Claire Wolnisty, Ph.D., 2016

The history Ph.D. program at KU prepared me for life as a tenure-track professor in two main ways. The interdisciplinary focus of classes within the Department of History, as well as in programs such as the Hall Center for the Humanities, Western Civilization, Women, Gender, and Sexuality Studies, and Latin American Studies, trained me in a range of research methodologies. This breadth of intellectual experiences rendered me both a more marketable scholar after graduate school and better equipped to write my first book, A Different Manifest Destiny, with the University of Nebraska Press. KU's extensive teaching opportunities also prepared me to be a professor at two teaching-focused institutions: a regional, state university and now a small, liberal arts college.
Claire Wolnisty

Jacklyn Miller, Ph.D., 2016

Since graduation, I have been teaching at South Texas College in McAllen, TX. STC is a fast-growing, Hispanic-serving community college that offers a wide range of associate’s degrees, professional certifications, and an increasing number of bachelor’s programs. My job is certainly teaching oriented. My experience as a Graduate Teaching Assistant and Assistant Instructor at KU has been important in shaping my teaching style and course content. Public history training at the Hall Center, work with the Kansas Humanities Council, and a history of capitalism workshop at Cornell University have informed my teaching, as well.
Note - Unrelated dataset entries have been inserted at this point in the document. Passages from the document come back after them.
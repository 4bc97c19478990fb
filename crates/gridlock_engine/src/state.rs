//! Authoritative match state owned by the engine.

use crate::{
    Board, Color, Coord, DiceState, EdgeState, GameConfig, Occupant, PerColor, Phase, Result,
};
use derive_getters::Getters;
use serde::Serialize;
use tracing::instrument;

/// Maximum active (removable) walls per color.
pub const MAX_ACTIVE_WALLS: usize = 6;

/// Movements plus wall edits allowed per turn; a dice value `d` grants `d`
/// movements and `TURN_BUDGET - d` edits.
pub const TURN_BUDGET: u8 = 7;

/// Active walls per color plus the locked walls fixed at setup.
#[derive(Debug, Clone, Default, PartialEq, Eq, Serialize, Getters)]
pub struct WallLocations {
    red: Vec<Coord>,
    blue: Vec<Coord>,
    locked: Vec<Coord>,
}

impl WallLocations {
    /// Empty active lists around the given locked walls.
    pub fn with_locked(locked: Vec<Coord>) -> Self {
        Self {
            red: Vec::new(),
            blue: Vec::new(),
            locked,
        }
    }

    /// Active walls of `color`.
    pub fn active(&self, color: Color) -> &[Coord] {
        match color {
            Color::Red => &self.red,
            Color::Blue => &self.blue,
        }
    }

    pub(crate) fn active_mut(&mut self, color: Color) -> &mut Vec<Coord> {
        match color {
            Color::Red => &mut self.red,
            Color::Blue => &mut self.blue,
        }
    }
}

/// Everything that changes over a match.
#[derive(Debug, Clone, Serialize, Getters)]
pub struct GameState {
    /// Color acting now.
    turn: Color,
    /// Current turn phase.
    phase: Phase,
    /// Set once a pawn reaches its goal.
    game_over: bool,
    /// This turn's roll.
    dice: DiceState,
    /// Width in cells.
    width: u16,
    /// Height in cells.
    height: u16,
    /// Pawn locations.
    players: PerColor<Coord>,
    /// Goal locations.
    goals: PerColor<Coord>,
    /// Wall lists.
    walls: WallLocations,
    /// Board at the start of the turn.
    #[serde(skip)]
    old_board: Board,
    /// Live board.
    #[serde(skip)]
    current_board: Board,
    /// Hops made this turn.
    movement_count: u32,
    /// Edges differing between `current_board` and `old_board`.
    wall_edit_count: usize,
    /// Face multisets, for display.
    dice_faces: PerColor<Vec<u8>>,
}

impl GameState {
    /// Fresh state for a validated config.
    #[instrument(skip(config))]
    pub(crate) fn from_config(config: &GameConfig) -> Result<Self> {
        let walls = WallLocations::with_locked(config.locked_walls().clone());
        let board = build_board(
            *config.width(),
            *config.height(),
            config.start(),
            config.goal(),
            &walls,
        )?;
        Ok(Self {
            turn: *config.starting_color(),
            phase: Phase::PlacingWalls,
            game_over: false,
            dice: DiceState::NotRolled,
            width: *config.width(),
            height: *config.height(),
            players: config.start().clone(),
            goals: config.goal().clone(),
            walls,
            current_board: board.copy(),
            old_board: board,
            movement_count: 0,
            wall_edit_count: 0,
            dice_faces: config.dice_faces().clone(),
        })
    }

    /// Board rebuilt from locations and wall lists.
    pub(crate) fn rebuild_board(&self) -> Result<Board> {
        build_board(
            self.width,
            self.height,
            &self.players,
            &self.goals,
            &self.walls,
        )
    }

    /// Resolved dice value, or 0 before a roll.
    pub fn dice_value(&self) -> u8 {
        self.dice.value().unwrap_or(0)
    }

    /// Location of `color`'s pawn.
    pub fn player_location(&self, color: Color) -> Coord {
        *self.players.get(color)
    }

    /// Location of `color`'s goal.
    pub fn goal_location(&self, color: Color) -> Coord {
        *self.goals.get(color)
    }

    pub(crate) fn set_turn(&mut self, turn: Color) {
        self.turn = turn;
    }

    pub(crate) fn set_phase(&mut self, phase: Phase) {
        self.phase = phase;
    }

    pub(crate) fn set_game_over(&mut self) {
        self.game_over = true;
    }

    pub(crate) fn set_dice(&mut self, dice: DiceState) {
        self.dice = dice;
    }

    pub(crate) fn walls_mut(&mut self) -> &mut WallLocations {
        &mut self.walls
    }

    pub(crate) fn current_board_mut(&mut self) -> &mut Board {
        &mut self.current_board
    }

    pub(crate) fn move_player(&mut self, color: Color, to: Coord) {
        *self.players.get_mut(color) = to;
        self.movement_count += 1;
    }

    /// Recomputes the turn's edit count from the two boards.
    pub(crate) fn refresh_wall_edit_count(&mut self) -> Result<usize> {
        self.wall_edit_count = self.current_board.compare_edges(&self.old_board)?;
        Ok(self.wall_edit_count)
    }

    /// Starts a new turn for `next`.
    pub(crate) fn begin_turn(&mut self, next: Color) -> Result<()> {
        let fresh = self.rebuild_board()?;
        self.old_board = std::mem::replace(&mut self.current_board, fresh);
        self.turn = next;
        self.phase = Phase::PlacingWalls;
        self.dice = DiceState::NotRolled;
        self.movement_count = 0;
        self.wall_edit_count = 0;
        Ok(())
    }
}

fn build_board(
    width: u16,
    height: u16,
    players: &PerColor<Coord>,
    goals: &PerColor<Coord>,
    walls: &WallLocations,
) -> Result<Board> {
    let mut board = Board::new(width, height);
    for color in [Color::Red, Color::Blue] {
        board.add_occupant(*goals.get(color), Occupant::goal(color))?;
        board.add_occupant(*players.get(color), Occupant::player(color))?;
        for wall in walls.active(color) {
            board.set_edge(*wall, EdgeState::Wall(color))?;
        }
    }
    for wall in walls.locked() {
        board.set_edge(*wall, EdgeState::Locked)?;
    }
    Ok(board)
}

#[cfg(test)]
mod tests {
    use super::*;
    use crate::Slot;

    #[test]
    fn test_from_default_config() {
        let config = GameConfig::default().locked(vec![Coord::new(1, 2)]);
        let state = GameState::from_config(&config).unwrap();

        assert_eq!(*state.turn(), Color::Red);
        assert_eq!(*state.phase(), Phase::PlacingWalls);
        assert_eq!(state.dice_value(), 0);
        assert_eq!(
            state.current_board().edge(Coord::new(1, 2)),
            Some(EdgeState::Locked)
        );
        let start = state.current_board().occupants(Coord::cell(0, 2)).unwrap();
        assert!(start.contains(Occupant::RedPlayer));
        assert_eq!(state.current_board().compare_edges(state.old_board()), Ok(0));
    }

    #[test]
    fn test_begin_turn_snapshots_current_board() {
        let config = GameConfig::default();
        let mut state = GameState::from_config(&config).unwrap();
        state.walls_mut().active_mut(Color::Red).push(Coord::new(1, 2));
        state
            .current_board_mut()
            .set_edge(Coord::new(1, 2), EdgeState::Wall(Color::Red))
            .unwrap();
        assert_eq!(state.refresh_wall_edit_count(), Ok(1));

        state.begin_turn(Color::Blue).unwrap();
        assert_eq!(*state.wall_edit_count(), 0);
        assert_eq!(
            state.old_board().get(Coord::new(1, 2)),
            Some(Slot::Edge(EdgeState::Wall(Color::Red)))
        );
        assert_eq!(state.current_board().compare_edges(state.old_board()), Ok(0));
    }
}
I have also been fortunate to take on a capstone course for our history majors, teaching them research and writing skills along with exploring some of the wide-ranging career opportunities they might explore after transferring and receiving their bachelor’s degrees in history. I am excited to be able to offer a course similar to “The Historian’s Craft” (which I taught as an Assistant Instructor at KU) to students at the associate’s degree level.
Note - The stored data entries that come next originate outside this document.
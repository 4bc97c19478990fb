//! Per-color dice with configurable face multisets.

use crate::{Color, PerColor};
use rand::rngs::StdRng;
use rand::seq::SliceRandom;
use rand::SeedableRng;
use serde::Serialize;
use tracing::instrument;

/// Progress of the current turn's dice roll.
#[derive(Debug, Clone, Copy, Default, PartialEq, Eq, Serialize)]
#[serde(tag = "state", content = "value", rename_all = "snake_case")]
pub enum DiceState {
    /// No roll has started this turn.
    #[default]
    NotRolled,
    /// `DiceRollStarted` was emitted; the value is not resolved yet.
    Rolling,
    /// The value for this turn.
    Rolled(u8),
}

impl DiceState {
    /// Resolved value, if any.
    pub fn value(self) -> Option<u8> {
        match self {
            DiceState::Rolled(value) => Some(value),
            _ => None,
        }
    }

    /// True once a roll has started, resolved or not.
    pub fn is_started(self) -> bool {
        !matches!(self, DiceState::NotRolled)
    }
}

/// Identifies one started roll within a match.
///
/// Ids increase for the life of an engine and are never reused, including
/// across [`crate::Engine::start_game`].
#[derive(Debug, Clone, Copy, PartialEq, Eq, Hash, PartialOrd, Ord, derive_more::Display)]
#[display("roll #{_0}")]
pub struct RollId(pub(crate) u64);

/// Outcome of starting a roll.
#[derive(Debug, Clone, Copy, PartialEq, Eq)]
pub enum DiceRoll {
    /// This roll is in flight; resolve it after the configured delay.
    Pending(RollId),
    /// The turn already has this value.
    Resolved(u8),
}

/// Random source plus each color's face multiset.
#[derive(Debug, Clone)]
pub struct Dice {
    rng: StdRng,
    faces: PerColor<Vec<u8>>,
}

impl Dice {
    /// Creates dice from face lists, seeded for reproducibility when `seed`
    /// is given.
    pub fn new(faces: PerColor<Vec<u8>>, seed: Option<u64>) -> Self {
        let rng = match seed {
            Some(seed) => StdRng::seed_from_u64(seed),
            None => StdRng::from_entropy(),
        };
        Self { rng, faces }
    }

    /// Faces of `color`'s die.
    pub fn faces(&self, color: Color) -> &[u8] {
        self.faces.get(color)
    }

    /// Draws one face uniformly from `color`'s multiset.
    ///
    /// `None` only if the face list is empty.
    #[instrument(skip(self))]
    pub fn roll(&mut self, color: Color) -> Option<u8> {
        self.faces.get(color).choose(&mut self.rng).copied()
    }
}

#[cfg(test)]
mod tests {
    use super::*;

    #[test]
    fn test_single_face_is_deterministic() {
        let mut dice = Dice::new(PerColor::new(vec![4], vec![2, 2]), None);
        for _ in 0..10 {
            assert_eq!(dice.roll(Color::Red), Some(4));
            assert_eq!(dice.roll(Color::Blue), Some(2));
        }
    }

    #[test]
    fn test_seeded_dice_repeat() {
        let faces = PerColor::new(vec![1, 2, 3, 4, 5, 6], vec![1, 2, 3, 4, 5, 6]);
        let mut a = Dice::new(faces.clone(), Some(7));
        let mut b = Dice::new(faces, Some(7));
        let left: Vec<_> = (0..20).map(|_| a.roll(Color::Red)).collect();
        let right: Vec<_> = (0..20).map(|_| b.roll(Color::Red)).collect();
        assert_eq!(left, right);
        assert!(left.iter().all(|v| matches!(v, Some(1..=6))));
    }

    #[test]
    fn test_empty_faces() {
        let mut dice = Dice::new(PerColor::new(vec![], vec![3]), Some(1));
        assert_eq!(dice.roll(Color::Red), None);
    }

    #[test]
    fn test_state_accessors() {
        assert_eq!(DiceState::Rolled(5).value(), Some(5));
        assert_eq!(DiceState::Rolling.value(), None);
        assert!(DiceState::Rolling.is_started());
        assert!(!DiceState::NotRolled.is_started());
    }
}
//! Connectivity: both pawns can still reach their goals.

use super::Invariant;
use crate::{has_path, Color, GameState};

/// Invariant: each color has a path from its pawn to its goal on the live
/// board.
pub struct ConnectivityInvariant;

impl ConnectivityInvariant {
    /// First color without a path, if any.
    pub fn first_disconnected(state: &GameState) -> Option<Color> {
        [Color::Red, Color::Blue].into_iter().find(|color| {
            !has_path(
                state.current_board(),
                state.player_location(*color),
                state.goal_location(*color),
            )
        })
    }
}

impl Invariant<GameState> for ConnectivityInvariant {
    fn holds(state: &GameState) -> bool {
        Self::first_disconnected(state).is_none()
    }

    fn description() -> &'static str {
        "Both colors have a path to their goal"
    }
}

#[cfg(test)]
mod tests {
    use super::*;
    use crate::{Coord, EdgeState, GameConfig, PerColor};

    #[test]
    fn test_sealed_goal_violates() {
        // Red races down column 0 of a 2x2 board; blue along row 1.
        let config = GameConfig::with_board(
            2,
            2,
            PerColor::new(Coord::cell(0, 0), Coord::cell(1, 0)),
            PerColor::new(Coord::cell(1, 1), Coord::cell(0, 1)),
        );
        let mut state = GameState::from_config(&config).unwrap();
        assert!(ConnectivityInvariant::holds(&state));

        // Cut the board into top and bottom rows.
        let board = state.current_board_mut();
        board.set_edge(Coord::new(2, 1), EdgeState::Locked).unwrap();
        board.set_edge(Coord::new(2, 3), EdgeState::Locked).unwrap();

        assert_eq!(
            ConnectivityInvariant::first_disconnected(&state),
            Some(Color::Red)
        );
        assert!(!ConnectivityInvariant::holds(&state));
    }
}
I have published articles with Kansas History, the Kansas City Public Library’s Pendergast website (, and the forthcoming book Wide-Open Town: Kansas City in the Pendergast Years, edited by John Herron, Diane Mutti-Burke, and fellow KU alum Jason Roe (Fall 2018). Work on a book manuscript continues in my spare time. I must give credit to my excellent advising committee as a graduate student at KU, who encouraged idea development, conference presentations, and publication opportunities early in my career.
Jacklyn Miller

Kristen Epps, Ph.D., 2010

Here at UCA, I teach both undergraduate and graduate courses and co-direct the African and African American Studies program. My research focuses on slavery, sectionalism, and the Civil War. My first book was Slavery on the Periphery: The Kansas-Missouri Border in the Antebellum and Civil War Eras (Georgia, 2016) and I have also published in Bleeding Kansas, Bleeding Missouri (UPK, 2013) and the journal Kansas History. I also have public history experience, largely from my time as an archivist at the Kansas Historical Society, where I worked while a student at KU, as well as editorial experience at the Omohundro Institute of Early American History and Culture and at The Journal of the Civil War Era.
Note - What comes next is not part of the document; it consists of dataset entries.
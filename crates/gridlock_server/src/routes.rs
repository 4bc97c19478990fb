//! HTTP routes over the match registry.

use crate::{ApiError, MatchHandle, MatchRegistry};
use axum::body::Bytes;
use axum::extract::{Path, Query, State};
use axum::http::StatusCode;
use axum::routing::{get, post};
use axum::{Json, Router};
use gridlock_engine::events::{GameEvent, Stamped};
use gridlock_engine::{Coord, Engine, GameConfig, MatchId, Snapshot};
use serde::de::DeserializeOwned;
use serde::{Deserialize, Serialize};
use tracing::{info, instrument};

/// Builds the application router.
pub fn router(registry: MatchRegistry) -> Router {
    Router::new()
        .route("/matches", get(list_matches).post(create_match))
        .route("/matches/{id}", get(get_match).delete(delete_match))
        .route("/matches/{id}/start", post(start_game))
        .route("/matches/{id}/roll", post(roll_dice))
        .route("/matches/{id}/edges/add", post(add_edge))
        .route("/matches/{id}/edges/remove", post(remove_edge))
        .route("/matches/{id}/lock", post(lock_walls))
        .route("/matches/{id}/move", post(move_player))
        .route("/matches/{id}/switch", post(switch_turn))
        .route("/matches/{id}/reset", post(reset))
        .route("/matches/{id}/events", get(events_since))
        .with_state(registry)
}

/// Body of `GET /matches`.
#[derive(Debug, Serialize)]
pub struct MatchList {
    /// Live match ids.
    pub matches: Vec<MatchId>,
}

/// Body of `POST /matches/{id}/roll`.
#[derive(Debug, Serialize)]
pub struct RollResponse {
    /// Resolved dice value.
    pub value: u8,
    /// Match state after the roll.
    pub snapshot: Snapshot,
}

/// Query of `GET /matches/{id}/events`.
#[derive(Debug, Deserialize)]
pub struct EventsQuery {
    /// Return only events newer than this timestamp.
    #[serde(default)]
    pub since: i64,
}

/// Body of `GET /matches/{id}/events`.
#[derive(Debug, Serialize)]
pub struct EventsResponse {
    /// Events with `ts > since`, oldest first.
    pub events: Vec<Stamped<GameEvent>>,
    /// Cursor for the next poll.
    pub cursor: i64,
}

/// Parses a JSON body, reporting failures as [`ApiError::InvalidBody`].
fn parse_body<T: DeserializeOwned>(body: &Bytes) -> Result<T, ApiError> {
    serde_json::from_slice(body).map_err(|e| ApiError::InvalidBody(e.to_string()))
}

fn lookup(registry: &MatchRegistry, id: MatchId) -> Result<MatchHandle, ApiError> {
    registry.get(&id).ok_or(ApiError::MatchNotFound(id))
}

fn apply<T>(
    registry: &MatchRegistry,
    id: MatchId,
    operation: impl FnOnce(&mut Engine) -> gridlock_engine::Result<T>,
) -> Result<Json<Snapshot>, ApiError> {
    let (_, snapshot) = lookup(registry, id)?.apply(operation)?;
    Ok(Json(snapshot))
}

#[instrument(skip(registry))]
async fn list_matches(State(registry): State<MatchRegistry>) -> Json<MatchList> {
    Json(MatchList {
        matches: registry.list(),
    })
}

#[instrument(skip(registry, body), fields(body_len = body.len()))]
async fn create_match(
    State(registry): State<MatchRegistry>,
    body: Bytes,
) -> Result<(StatusCode, Json<Snapshot>), ApiError> {
    let config = if body.iter().all(u8::is_ascii_whitespace) {
        None
    } else {
        Some(parse_body::<GameConfig>(&body)?)
    };
    let handle = registry.create(config)?;
    info!(match_id = %handle.id(), "Match created over HTTP");
    Ok((StatusCode::CREATED, Json(handle.snapshot())))
}

#[instrument(skip(registry))]
async fn get_match(
    State(registry): State<MatchRegistry>,
    Path(id): Path<MatchId>,
) -> Result<Json<Snapshot>, ApiError> {
    Ok(Json(lookup(&registry, id)?.snapshot()))
}

#[instrument(skip(registry))]
async fn delete_match(
    State(registry): State<MatchRegistry>,
    Path(id): Path<MatchId>,
) -> Result<StatusCode, ApiError> {
    if registry.remove(&id) {
        Ok(StatusCode::NO_CONTENT)
    } else {
        Err(ApiError::MatchNotFound(id))
    }
}

#[instrument(skip(registry))]
async fn start_game(
    State(registry): State<MatchRegistry>,
    Path(id): Path<MatchId>,
) -> Result<Json<Snapshot>, ApiError> {
    apply(&registry, id, Engine::start_game)
}

#[instrument(skip(registry))]
async fn roll_dice(
    State(registry): State<MatchRegistry>,
    Path(id): Path<MatchId>,
) -> Result<Json<RollResponse>, ApiError> {
    let handle = lookup(&registry, id)?;
    let value = handle.roll_dice().await?;
    Ok(Json(RollResponse {
        value,
        snapshot: handle.snapshot(),
    }))
}

#[instrument(skip(registry, body))]
async fn add_edge(
    State(registry): State<MatchRegistry>,
    Path(id): Path<MatchId>,
    body: Bytes,
) -> Result<Json<Snapshot>, ApiError> {
    let coord: Coord = parse_body(&body)?;
    apply(&registry, id, |engine| engine.add_edge(coord))
}

#[instrument(skip(registry, body))]
async fn remove_edge(
    State(registry): State<MatchRegistry>,
    Path(id): Path<MatchId>,
    body: Bytes,
) -> Result<Json<Snapshot>, ApiError> {
    let coord: Coord = parse_body(&body)?;
    apply(&registry, id, |engine| engine.remove_edge(coord))
}

#[instrument(skip(registry))]
async fn lock_walls(
    State(registry): State<MatchRegistry>,
    Path(id): Path<MatchId>,
) -> Result<Json<Snapshot>, ApiError> {
    apply(&registry, id, Engine::lock_walls)
}

#[instrument(skip(registry, body))]
async fn move_player(
    State(registry): State<MatchRegistry>,
    Path(id): Path<MatchId>,
    body: Bytes,
) -> Result<Json<Snapshot>, ApiError> {
    let to: Coord = parse_body(&body)?;
    apply(&registry, id, |engine| engine.set_player_location(to))
}

#[instrument(skip(registry))]
async fn switch_turn(
    State(registry): State<MatchRegistry>,
    Path(id): Path<MatchId>,
) -> Result<Json<Snapshot>, ApiError> {
    apply(&registry, id, Engine::switch_turn)
}

#[instrument(skip(registry))]
async fn reset(
    State(registry): State<MatchRegistry>,
    Path(id): Path<MatchId>,
) -> Result<Json<Snapshot>, ApiError> {
    apply(&registry, id, Engine::reset)
}

#[instrument(skip(registry))]
async fn events_since(
    State(registry): State<MatchRegistry>,
    Path(id): Path<MatchId>,
    Query(query): Query<EventsQuery>,
) -> Result<Json<EventsResponse>, ApiError> {
    let handle = lookup(&registry, id)?;
    let events = handle.events().replay_since(query.since);
    let cursor = events.last().map_or(query.since, |stamped| stamped.ts);
    Ok(Json(EventsResponse { events, cursor }))
}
At KU, I received the Marnie and Bill Argersinger Graduate School Award for Outstanding Doctoral Dissertation, the History Department Outstanding Doctoral Dissertation Award, and a History Department Outstanding Teaching by a GTA Award. I benefited greatly from an excellent dissertation advisor and amazing mentors. Seeking out good mentorship is so crucial!

After graduating in 2010, I taught for four years at Colorado State University—Pueblo. Although transitioning into a faculty position is always a challenge, KU did an excellent job of preparing me for life on the tenure track. In particular, the department's emphasis on training teachers prepared me for the transition into full-time teaching.

In terms of advice for current students: Take the time to care for your mental and physical health. Take a long walk, clear your mind, and treasure your time in graduate school. Even on the days where you feel overwhelmed.